Log-likelihood of hlme model

[prokashdeb01]

Greetings,

I'm a PhD student and trying to compute the log-likelihood estimate with 2-class model. This is because I want to combine this model with another model and find the combined maximum likelihood estimate. The following is the code I'm using for the latent class:

m.1 <- hlme(fixed = quantity~mon+I(mon^2)+price_final+e, subject = "household_code", ng=1, maxiter = 10000000, data = pbm_1.1, nproc = 14)

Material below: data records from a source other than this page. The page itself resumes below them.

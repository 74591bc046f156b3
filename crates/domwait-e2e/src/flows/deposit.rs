//! The deposit scenario: navigate, select view/module/instrument, capture
//! the displayed amount, submit a deposit, confirm it in the wallet popup,
//! and verify the displayed amount moved by the deposited quantity.
//!
//! Every transition is gated by a bounded wait. Mandatory steps abort the
//! scenario on budget exhaustion; optional steps (entry banner, per-build
//! confirm buttons, wallet popup) are absorbed through `click_if_present`
//! and `try_locate`.

use std::sync::Arc;
use std::time::Duration;

use domwait::{
    extract_numeric_value, xpath_literal, DomElement, Driver, Error, Locator, Result, Session,
};

use crate::config::Config;
use crate::flows::wallet::{self, WalletOutcome};

/// Everything the flow needs, decoupled from the CLI surface.
#[derive(Debug, Clone)]
pub struct DepositParams {
    pub app_url: String,
    pub view: String,
    pub module: String,
    pub instrument: String,
    pub amount: f64,
    /// Explicit selector for the displayed amount; `None` falls back to a
    /// container scan around the instrument.
    pub amount_selector: Option<String>,
    pub tolerance_pct: f64,
    pub step_timeout: Duration,
    pub indexer_delay: Duration,
}

impl From<&Config> for DepositParams {
    fn from(config: &Config) -> Self {
        Self {
            app_url: config.app_url.clone(),
            view: config.view_name().to_string(),
            module: config.module_name().to_string(),
            instrument: config.instrument_name().to_string(),
            amount: config.deposit_amount,
            amount_selector: config.sanitized_selector(),
            tolerance_pct: config.tolerance_pct,
            step_timeout: config.step_timeout(),
            indexer_delay: config.indexer_delay(),
        }
    }
}

impl DepositParams {
    /// Accepted deviation between the observed delta and the deposited
    /// amount. Percent of the amount, floored at one unit so tiny deposits
    /// do not round the tolerance down to nothing.
    pub fn tolerance(&self) -> f64 {
        (self.amount * self.tolerance_pct / 100.0).max(1.0)
    }
}

/// Captured values, reported by the runner for diagnostics.
#[derive(Debug, Clone, Copy)]
pub struct DepositOutcome {
    pub before: f64,
    pub after: f64,
}

impl DepositOutcome {
    pub fn delta(&self) -> f64 {
        self.after - self.before
    }
}

const AFTER_CAPTURE_ATTEMPTS: usize = 3;

pub async fn run<D: Driver>(session: Arc<Session<D>>, params: DepositParams) -> Result<()> {
    let outcome = execute(&session, &params).await?;
    tracing::info!(
        before = outcome.before,
        after = outcome.after,
        delta = outcome.delta(),
        "deposit verified"
    );
    Ok(())
}

async fn execute<D: Driver>(
    session: &Session<D>,
    params: &DepositParams,
) -> Result<DepositOutcome> {
    let timeout = params.step_timeout;

    session.goto(&params.app_url).await?;

    // The landing page varies by build; any of these means it rendered.
    let landing = [
        Locator::text("Compose Assets"),
        Locator::text("Assets"),
        Locator::text("Views"),
        Locator::text("VIEWS"),
    ];
    session.locate_any(&landing, timeout).await.map_err(|err| {
        err.context(format!("landing page at {} never rendered", params.app_url))
    })?;

    // Entry banner only some builds show.
    session
        .click_if_present(&Locator::text("Compose Assets"), short_wait(timeout))
        .await?;

    select_view(session, &params.view, timeout).await?;

    session
        .click_first_match(&module_candidates(&params.module), timeout)
        .await
        .map_err(|err| err.context(format!("module {:?} not clickable", params.module)))?;

    session
        .click_first_match(&instrument_candidates(&params.instrument), timeout)
        .await
        .map_err(|err| err.context(format!("instrument {:?} not clickable", params.instrument)))?;

    let before = capture_amount(session, params).await?;
    tracing::info!(before, "captured pre-deposit amount");

    open_deposit_form(session, timeout).await?;

    session
        .type_into_first_match(&amount_input_candidates(), timeout, &format_amount(params.amount))
        .await
        .map_err(|err| err.context("amount input not found".to_string()))?;

    // Baseline before any submit click: the wallet popup can open faster
    // than a post-click handle snapshot.
    let baseline = session.window_handles().await?.len();

    for label in ["Approve", "Deposit", "Confirm"] {
        session
            .click_if_present(&Locator::text(label), short_wait(timeout))
            .await?;
    }

    match wallet::confirm_in_popup(session, baseline, timeout, timeout).await? {
        WalletOutcome::Confirmed => tracing::info!("transaction confirmed in wallet"),
        WalletOutcome::NoPopup => tracing::info!("no wallet popup; continuing"),
        WalletOutcome::ControlsNotFound => {
            tracing::warn!("wallet popup had no known confirm control; continuing unconfirmed")
        }
    }

    // Give the indexer a head start before the first re-read.
    tokio::time::sleep(params.indexer_delay).await;
    session.refresh().await?;

    let refreshed = [
        Locator::text(&params.instrument),
        Locator::text("Deposit"),
        Locator::text("Withdraw"),
        Locator::text("Balance"),
    ];
    session
        .locate_any(&refreshed, timeout)
        .await
        .map_err(|err| err.context("page did not re-render after refresh".to_string()))?;

    let after = capture_after(session, params, before).await?;
    tracing::info!(after, "captured post-deposit amount");

    let outcome = DepositOutcome { before, after };
    let tolerance = params.tolerance();
    if (outcome.delta() - params.amount).abs() > tolerance {
        return Err(Error::Assertion(format!(
            "expected displayed amount to rise by {} (±{:.2}), observed {} -> {} (delta {})",
            params.amount, tolerance, outcome.before, outcome.after, outcome.delta()
        )));
    }
    Ok(outcome)
}

/// Selects the named view. Attribute locators first, then a hover scan for
/// icon-only controls whose name is in a tooltip, then plain text.
async fn select_view<D: Driver>(session: &Session<D>, view: &str, timeout: Duration) -> Result<()> {
    for locator in [Locator::attr("aria-label", view), Locator::attr("title", view)] {
        if let Some(element) = session.try_locate(&locator, short_wait(timeout)).await? {
            session.scroll_into_view(&element).await?;
            element.click().await?;
            tracing::debug!(view, %locator, "view selected by attribute");
            return Ok(());
        }
    }

    if hover_scan_for_view(session, view).await? {
        return Ok(());
    }

    session
        .click_first_match(&[Locator::text(view)], timeout)
        .await
        .map_err(|err| err.context(format!("view {:?} not selectable", view)))
}

/// Hovers each plausible icon control and watches for a tooltip carrying the
/// view name. Icon-only navigation exposes its label no other way.
async fn hover_scan_for_view<D: Driver>(session: &Session<D>, view: &str) -> Result<bool> {
    let tooltip = Locator::xpath(format!(
        "//*[(@role='tooltip' or contains(@class,'tooltip') or contains(@class,'tippy-content')) \
         and contains(., {})]",
        xpath_literal(view)
    ));
    let icon_pool = Locator::css("button, [role=\"button\"], a, [data-testid], [class*=\"icon\"]");

    let candidates = session.driver().find_all(&icon_pool).await?;
    tracing::debug!(count = candidates.len(), view, "hover-scanning icon candidates");
    for candidate in candidates {
        if !candidate.is_displayed().await.unwrap_or(false) {
            continue;
        }
        if session.hover_element(&candidate).await.is_err() {
            // Detached between find and hover; the scan moves on.
            continue;
        }
        if session
            .try_locate(&tooltip, Duration::from_millis(250))
            .await?
            .is_some()
        {
            candidate.click().await?;
            tracing::debug!(view, "view selected via hover tooltip");
            return Ok(true);
        }
    }
    Ok(false)
}

async fn open_deposit_form<D: Driver>(session: &Session<D>, timeout: Duration) -> Result<()> {
    let action_menu = [
        Locator::text("Actions"),
        Locator::text("ACTIONS"),
        Locator::text("Manage"),
    ];
    session
        .click_first_match(&action_menu, timeout)
        .await
        .map_err(|err| err.context("action menu not found".to_string()))?;

    let deposit_entry = [
        Locator::text("Deposit"),
        Locator::text("DEPOSIT"),
        Locator::text("Supply"),
    ];
    session
        .click_first_match(&deposit_entry, timeout)
        .await
        .map_err(|err| err.context("deposit entry not found".to_string()))
}

/// Reads the displayed amount: the configured selector when present, else
/// the largest numeric cell near the instrument.
async fn capture_amount<D: Driver>(session: &Session<D>, params: &DepositParams) -> Result<f64> {
    if let Some(selector) = &params.amount_selector {
        let element = session
            .locate_visible(&Locator::css(selector.clone()), params.step_timeout)
            .await
            .map_err(|err| err.context(format!("amount selector {selector:?} did not match")))?;
        let text = element.text().await?;
        return Ok(extract_numeric_value(&text));
    }
    scan_container_for_amount(session, params).await
}

/// XPath for the cells scanned when no amount selector is configured: any
/// div/span/p/td under a container mentioning the instrument. The container
/// match is case-insensitive since UIs render instrument names in varying
/// case ("sdCRV", "SDCRV").
pub fn value_cells_xpath(instrument: &str) -> String {
    let lowered = xpath_literal(&instrument.to_lowercase());
    format!(
        "//*[contains(translate(., 'ABCDEFGHIJKLMNOPQRSTUVWXYZ', \
         'abcdefghijklmnopqrstuvwxyz'), {lowered})]\
         //*[self::div or self::span or self::p or self::td]"
    )
}

/// Fallback capture: scan every text-bearing cell inside the instrument's
/// container and take the largest parseable number. The balance is the
/// dominant figure on the panel, so "largest" beats guessing a class name.
async fn scan_container_for_amount<D: Driver>(
    session: &Session<D>,
    params: &DepositParams,
) -> Result<f64> {
    let cells = Locator::xpath(value_cells_xpath(&params.instrument));
    session
        .locate(&cells, params.step_timeout)
        .await
        .map_err(|err| {
            err.context(format!(
                "no value cells found near instrument {:?}",
                params.instrument
            ))
        })?;

    let mut best = 0.0_f64;
    for cell in session.driver().find_all(&cells).await? {
        let text = cell.text().await.unwrap_or_default();
        let value = extract_numeric_value(&text);
        if value > best {
            best = value;
        }
    }
    Ok(best)
}

/// Re-reads the amount after the deposit, refreshing between attempts while
/// the value has not yet risen. Indexers lag the chain; the last read is
/// returned either way and the tolerance check decides.
async fn capture_after<D: Driver>(
    session: &Session<D>,
    params: &DepositParams,
    before: f64,
) -> Result<f64> {
    let mut after = capture_amount(session, params).await?;
    for attempt in 1..AFTER_CAPTURE_ATTEMPTS {
        if after > before {
            break;
        }
        tracing::info!(attempt, after, before, "value not yet risen, refreshing");
        tokio::time::sleep(params.indexer_delay).await;
        session.refresh().await?;
        session
            .locate_any(&[Locator::text(&params.instrument)], params.step_timeout)
            .await?;
        after = capture_amount(session, params).await?;
    }
    Ok(after)
}

fn module_candidates(module: &str) -> Vec<Locator> {
    vec![
        Locator::text(module),
        Locator::xpath(format!("//*[contains(., {})]", xpath_literal(module))),
    ]
}

fn instrument_candidates(instrument: &str) -> Vec<Locator> {
    vec![
        Locator::text(instrument),
        Locator::text(instrument.to_uppercase()),
        Locator::text(instrument.to_lowercase()),
    ]
}

fn amount_input_candidates() -> Vec<Locator> {
    vec![
        Locator::css("input[type=\"number\"]"),
        Locator::css("input[placeholder*=\"qty\" i]"),
        Locator::css("input[placeholder*=\"quantity\" i]"),
        Locator::css("input[placeholder*=\"amount\" i]"),
        Locator::css("input"),
    ]
}

/// Amounts render without separators; integral values drop the fraction so
/// "10000" is typed rather than "10000.0".
fn format_amount(amount: f64) -> String {
    if amount.fract() == 0.0 {
        format!("{}", amount as i64)
    } else {
        format!("{amount}")
    }
}

/// One quarter of the step budget, for steps that are allowed to be absent.
fn short_wait(timeout: Duration) -> Duration {
    (timeout / 4).max(Duration::from_millis(200))
}
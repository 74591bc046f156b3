// Error types for the interaction engine

use std::time::Duration;
use thiserror::Error;

/// Result type alias for engine operations
pub type Result<T> = std::result::Result<T, Error>;

/// Errors that can occur while driving a browser session
#[derive(Debug, Error)]
pub enum Error {
    /// The browser session could not be created
    ///
    /// Fatal for the whole run: no scenario can execute without a session.
    /// Common causes: chromedriver not running, wrong endpoint URL, or a
    /// Chrome binary/profile path that does not exist.
    #[error("Failed to create browser session: {0}")]
    SessionInit(String),

    /// A bounded wait found nothing before its deadline
    ///
    /// Absence *before* the deadline is expected and never surfaces; this
    /// error means the full timeout elapsed with the predicate unsatisfied.
    #[error("Timed out after {timeout:?} waiting for {what}")]
    Timeout { what: String, timeout: Duration },

    /// Every fallback locator exhausted the shared time budget
    #[error("No candidate matched within {budget:?}: [{}]", candidates.join(", "))]
    AllCandidatesFailed {
        candidates: Vec<String>,
        budget: Duration,
    },

    /// A final observed value failed its expected-value check
    #[error("Assertion failed: {0}")]
    Assertion(String),

    /// Error reported by the underlying WebDriver transport
    #[error("Driver error: {0}")]
    Driver(String),

    /// A selector string could not be used as given
    #[error("Invalid selector: {0}")]
    InvalidSelector(String),

    /// Error with additional context
    #[error("{0}: {1}")]
    Context(String, #[source] Box<Error>),
}

impl Error {
    /// Adds context to the error
    pub fn context(self, msg: impl Into<String>) -> Self {
        Error::Context(msg.into(), Box::new(self))
    }

    /// Convenience constructor for wait deadlines
    pub(crate) fn timeout(what: impl Into<String>, timeout: Duration) -> Self {
        Error::Timeout {
            what: what.into(),
            timeout,
        }
    }

    /// True for errors that a best-effort step may absorb
    pub fn is_timeout(&self) -> bool {
        matches!(
            self,
            Error::Timeout { .. } | Error::AllCandidatesFailed { .. }
        )
    }
}
use std::process::ExitCode;

use clap::Parser;
use tracing_subscriber::EnvFilter;

use domwait_e2e::flows::{deposit, smoke};
use domwait_e2e::{bootstrap, run_scenario, Config, ScenarioKind, ScenarioReport};

#[tokio::main]
async fn main() -> ExitCode {
    tracing_subscriber::fmt()
        .with_env_filter(
            EnvFilter::try_from_default_env().unwrap_or_else(|_| EnvFilter::new("info")),
        )
        .init();

    let config = Config::parse();
    let mut reports: Vec<ScenarioReport> = Vec::new();

    for kind in &config.scenarios {
        // Each scenario gets a fresh browser; a failed bootstrap is fatal
        // because every remaining scenario would fail the same way.
        let session = match bootstrap::chrome_session(&config).await {
            Ok(session) => session,
            Err(err) => {
                tracing::error!(error = %err, "could not start a browser session, aborting run");
                return ExitCode::FAILURE;
            }
        };

        let report = match kind {
            ScenarioKind::Deposit => {
                let params = deposit::DepositParams::from(&config);
                run_scenario("deposit", session, move |s| deposit::run(s, params)).await
            }
            ScenarioKind::Smoke => {
                let params = smoke::SmokeParams::from(&config);
                run_scenario("smoke", session, move |s| smoke::run(s, params)).await
            }
        };
        reports.push(report);
    }

    let mut failed = false;
    for report in &reports {
        if report.passed() {
            println!("PASS {} ({} ms)", report.name, report.duration_ms);
        } else {
            failed = true;
            println!(
                "FAIL {} ({} ms): {}",
                report.name, report.duration_ms, report.diagnostics
            );
        }
    }

    if failed {
        ExitCode::FAILURE
    } else {
        ExitCode::SUCCESS
    }
}
// Lenient numeric extraction from rendered UI text
//
// Displayed values arrive with currency symbols, thousands separators, and
// unit suffixes. Measurement here is best-effort by design: strip, parse,
// and degrade to zero rather than fail a scenario over noisy text.

/// Extracts a number from rendered text.
///
/// Literal rule: strip every character except digits, `.` and `-`, then
/// parse. `"1,234.56"` becomes `"1234.56"` and parses to `1234.56`;
/// unparseable or empty input yields `0.0`.
pub fn extract_numeric_value(text: &str) -> f64 {
    let cleaned: String = text
        .chars()
        .filter(|c| c.is_ascii_digit() || *c == '.' || *c == '-')
        .collect();
    match cleaned.parse::<f64>() {
        Ok(n) if n.is_finite() => n,
        _ => 0.0,
    }
}

#[cfg(test)]
mod tests {
    use super::*;

    #[test]
    fn identity_on_clean_integers() {
        for n in [0i64, 1, 42, 10_000, -7] {
            assert_eq!(extract_numeric_value(&n.to_string()), n as f64);
        }
    }

    #[test]
    fn strips_thousands_separators() {
        assert_eq!(extract_numeric_value("1,234.56"), 1234.56);
        assert_eq!(extract_numeric_value("10,000"), 10_000.0);
    }

    #[test]
    fn strips_currency_symbols_and_suffixes() {
        assert_eq!(extract_numeric_value("$1,234.56 USD"), 1234.56);
        assert_eq!(extract_numeric_value("≈ 99.5 sdCRV"), 99.5);
    }

    #[test]
    fn keeps_sign() {
        assert_eq!(extract_numeric_value("-12.5%"), -12.5);
    }

    #[test]
    fn degrades_to_zero_on_empty_input() {
        assert_eq!(extract_numeric_value(""), 0.0);
    }

    #[test]
    fn degrades_to_zero_on_non_numeric_input() {
        assert_eq!(extract_numeric_value("abc"), 0.0);
        assert_eq!(extract_numeric_value("—"), 0.0);
        // Stripping can produce garbage like "..." or "-"; still zero.
        assert_eq!(extract_numeric_value("a.b.c"), 0.0);
        assert_eq!(extract_numeric_value("-"), 0.0);
    }
}
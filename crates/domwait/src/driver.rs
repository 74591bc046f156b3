// Driver seam - the trait boundary between the engine and the transport
//
// The engine never talks to a WebDriver client directly. Everything it needs
// from a browser fits behind these two traits, which keeps the polling,
// budgeting, and assertion logic testable against the scripted in-memory
// driver in `mock` while production runs over `WebDriverBackend`.

use crate::error::Result;
use crate::locator::Locator;
use async_trait::async_trait;

/// One controlled browser instance.
///
/// Implementations must serialize commands internally; the engine issues
/// operations strictly sequentially and never shares a driver across
/// sessions.
#[async_trait]
pub trait Driver: Send + Sync + 'static {
    /// Handle type for located elements; valid only until the DOM mutates.
    type Element: DomElement + Clone + Send + Sync;

    async fn goto(&self, url: &str) -> Result<()>;

    async fn refresh(&self) -> Result<()>;

    async fn current_url(&self) -> Result<String>;

    async fn title(&self) -> Result<String>;

    /// Returns every element currently matching the locator, possibly none.
    ///
    /// An empty result is not an error; the wait engine owns the decision of
    /// whether absence is acceptable.
    async fn find_all(&self, locator: &Locator) -> Result<Vec<Self::Element>>;

    /// All window handles the session currently owns, in creation order.
    async fn window_handles(&self) -> Result<Vec<String>>;

    /// Handle of the currently focused window.
    async fn current_window(&self) -> Result<String>;

    async fn switch_to_window(&self, handle: &str) -> Result<()>;

    /// Moves the virtual pointer over the element without clicking.
    async fn hover(&self, element: &Self::Element) -> Result<()>;

    /// Releases the browser. Implementations must tolerate a single call;
    /// [`Session::quit`](crate::Session::quit) guarantees it is not repeated.
    async fn quit(&self) -> Result<()>;
}

/// A located element.
///
/// Callers must not cache these across awaited actions that may trigger a
/// re-render; re-locate instead.
#[async_trait]
pub trait DomElement: Send + Sync {
    async fn click(&self) -> Result<()>;

    async fn clear(&self) -> Result<()>;

    async fn send_keys(&self, text: &str) -> Result<()>;

    /// Shifts focus away from the element (Tab key), firing the blur/change
    /// listeners many UIs rely on to commit an input value.
    async fn tab_out(&self) -> Result<()>;

    /// Visible text content, trimmed by the caller as needed.
    async fn text(&self) -> Result<String>;

    async fn attr(&self, name: &str) -> Result<Option<String>>;

    /// True when the element is rendered with nonzero size, not merely
    /// present in the DOM tree.
    async fn is_displayed(&self) -> Result<bool>;

    async fn scroll_into_view(&self) -> Result<()>;
}
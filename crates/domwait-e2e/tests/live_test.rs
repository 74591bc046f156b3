// Live-browser checks. Need a running chromedriver (WEBDRIVER_URL, default
// http://localhost:9515) and network access, so they are ignored by default:
//
//     cargo test -p domwait-e2e -- --ignored

use anyhow::Result;
use clap::Parser;
use domwait_e2e::flows::smoke::{self, SmokeParams};
use domwait_e2e::scenario::run_scenario;
use domwait_e2e::{bootstrap, Config};

#[tokio::test]
#[ignore = "requires chromedriver and network access"]
async fn live_smoke_page_loads() -> Result<()> {
    tracing_subscriber::fmt()
        .with_env_filter("domwait=debug,domwait_e2e=debug")
        .try_init()
        .ok();

    let config = Config::try_parse_from(["domwait-e2e"])?;
    let session = bootstrap::chrome_session(&config).await?;
    let report = run_scenario("smoke", session, |s| {
        smoke::run(s, SmokeParams::from(&config))
    })
    .await;

    anyhow::ensure!(report.passed(), "smoke failed: {}", report.diagnostics);
    Ok(())
}
use thiserror::Error;

#[derive(Clone, Debug, Error, PartialEq, Eq)]
pub enum DomainError {
    #[error("transcript must contain at least one message")]
    EmptyTranscript,
    #[error("customer profile is missing required field `{field}`")]
    InvalidProfile { field: &'static str },
    #[error("catalog invariant violation: {0}")]
    InvalidCatalog(String),
}

#[derive(Clone, Debug, Error, PartialEq, Eq)]
pub enum ApplicationError {
    #[error(transparent)]
    Domain(#[from] DomainError),
    #[error("catalog source failure: {0}")]
    CatalogSource(String),
    #[error("template rendering failure: {0}")]
    Rendering(String),
    #[error("configuration failure: {0}")]
    Configuration(String),
}

#[derive(Clone, Debug, Error, PartialEq, Eq)]
pub enum InterfaceError {
    #[error("bad request: {message}")]
    BadRequest { message: String, correlation_id: String },
    #[error("internal error: {message}")]
    Internal { message: String, correlation_id: String },
}

impl InterfaceError {
    pub fn user_message(&self) -> &'static str {
        match self {
            Self::BadRequest { .. } => {
                "The request could not be processed. Check inputs and try again."
            }
            Self::Internal { .. } => "Failed to process request",
        }
    }

    pub fn correlation_id(&self) -> &str {
        match self {
            Self::BadRequest { correlation_id, .. } | Self::Internal { correlation_id, .. } => {
                correlation_id
            }
        }
    }
}

impl ApplicationError {
    pub fn into_interface(self, correlation_id: impl Into<String>) -> InterfaceError {
        let correlation_id = correlation_id.into();
        let mut mapped = InterfaceError::from(self);
        match &mut mapped {
            InterfaceError::BadRequest { correlation_id: id, .. }
            | InterfaceError::Internal { correlation_id: id, .. } => *id = correlation_id,
        }
        mapped
    }
}

impl From<ApplicationError> for InterfaceError {
    fn from(value: ApplicationError) -> Self {
        match value {
            ApplicationError::Domain(error @ DomainError::EmptyTranscript)
            | ApplicationError::Domain(error @ DomainError::InvalidProfile { .. }) => {
                Self::BadRequest {
                    message: error.to_string(),
                    correlation_id: "unassigned".to_owned(),
                }
            }
            ApplicationError::Domain(error @ DomainError::InvalidCatalog(_)) => Self::Internal {
                message: error.to_string(),
                correlation_id: "unassigned".to_owned(),
            },
            ApplicationError::CatalogSource(message)
            | ApplicationError::Rendering(message)
            | ApplicationError::Configuration(message) => {
                Self::Internal { message, correlation_id: "unassigned".to_owned() }
            }
        }
    }
}

#[cfg(test)]
mod tests {
    use crate::errors::{ApplicationError, DomainError, InterfaceError};

    #[test]
    fn empty_transcript_maps_to_bad_request() {
        let interface =
            ApplicationError::from(DomainError::EmptyTranscript).into_interface("req-1");

        assert!(matches!(
            interface,
            InterfaceError::BadRequest {
                ref correlation_id,
                ..
            } if correlation_id == "req-1"
        ));
        assert_eq!(
            interface.user_message(),
            "The request could not be processed. Check inputs and try again."
        );
    }

    #[test]
    fn invalid_profile_message_names_the_field() {
        let interface = ApplicationError::from(DomainError::InvalidProfile { field: "email" })
            .into_interface("req-2");

        match interface {
            InterfaceError::BadRequest { message, .. } => assert!(message.contains("email")),
            other => panic!("expected bad request, got {other:?}"),
        }
    }

    #[test]
    fn rendering_error_maps_to_internal() {
        let interface =
            ApplicationError::Rendering("unknown template".to_owned()).into_interface("req-3");

        assert!(matches!(interface, InterfaceError::Internal { .. }));
        assert_eq!(interface.user_message(), "Failed to process request");
        assert_eq!(interface.correlation_id(), "req-3");
    }

    #[test]
    fn broken_catalog_is_not_blamed_on_the_caller() {
        let interface =
            ApplicationError::from(DomainError::InvalidCatalog("duplicate id 3".to_owned()))
                .into_interface("req-4");

        assert!(matches!(interface, InterfaceError::Internal { .. }));
    }
}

m.2 <- hlme(fixed = quantity~mon+I(mon^2)+price_final+e, mixture = ~mon+I(mon^2)+price_final+e, classmb =~Household_Income+Household_Size+male_under_30+male_30_to_45+female_under_30+female_30_to_45+children_yes+male_less_highschool+female_less_highschool+married+african_american+asian+other+hispanic_yes, subject = "household_code", ng=2, B=m.1, maxiter = 10000000, nwg = F, data = pbm_1.1, nproc = 14)

initial_guess_lcmm <- estimates(m.2, cholesky = T)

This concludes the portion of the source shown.